### Extracted entries ###
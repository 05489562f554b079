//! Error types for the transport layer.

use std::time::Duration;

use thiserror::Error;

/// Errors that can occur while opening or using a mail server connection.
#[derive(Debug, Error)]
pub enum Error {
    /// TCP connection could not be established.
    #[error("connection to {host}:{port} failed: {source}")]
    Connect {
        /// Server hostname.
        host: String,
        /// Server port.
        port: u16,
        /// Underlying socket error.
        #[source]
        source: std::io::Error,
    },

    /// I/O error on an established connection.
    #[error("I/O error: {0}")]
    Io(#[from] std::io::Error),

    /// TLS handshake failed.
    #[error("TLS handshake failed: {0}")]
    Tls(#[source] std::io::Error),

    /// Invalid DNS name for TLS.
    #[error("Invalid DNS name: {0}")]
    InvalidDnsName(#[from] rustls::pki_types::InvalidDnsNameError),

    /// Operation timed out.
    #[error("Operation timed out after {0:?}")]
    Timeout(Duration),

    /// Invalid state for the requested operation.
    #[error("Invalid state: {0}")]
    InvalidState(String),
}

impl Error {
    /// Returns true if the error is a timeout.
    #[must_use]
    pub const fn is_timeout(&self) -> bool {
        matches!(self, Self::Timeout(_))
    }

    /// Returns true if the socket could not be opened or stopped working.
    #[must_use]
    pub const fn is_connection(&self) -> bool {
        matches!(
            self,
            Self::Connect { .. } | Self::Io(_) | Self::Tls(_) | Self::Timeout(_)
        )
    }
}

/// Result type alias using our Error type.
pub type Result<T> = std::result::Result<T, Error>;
###
## Action item
With "established" as the word to match, copy each line of the records that has it.

## Result for this task
    /// TCP connection could not be established.
    /// I/O error on an established connection.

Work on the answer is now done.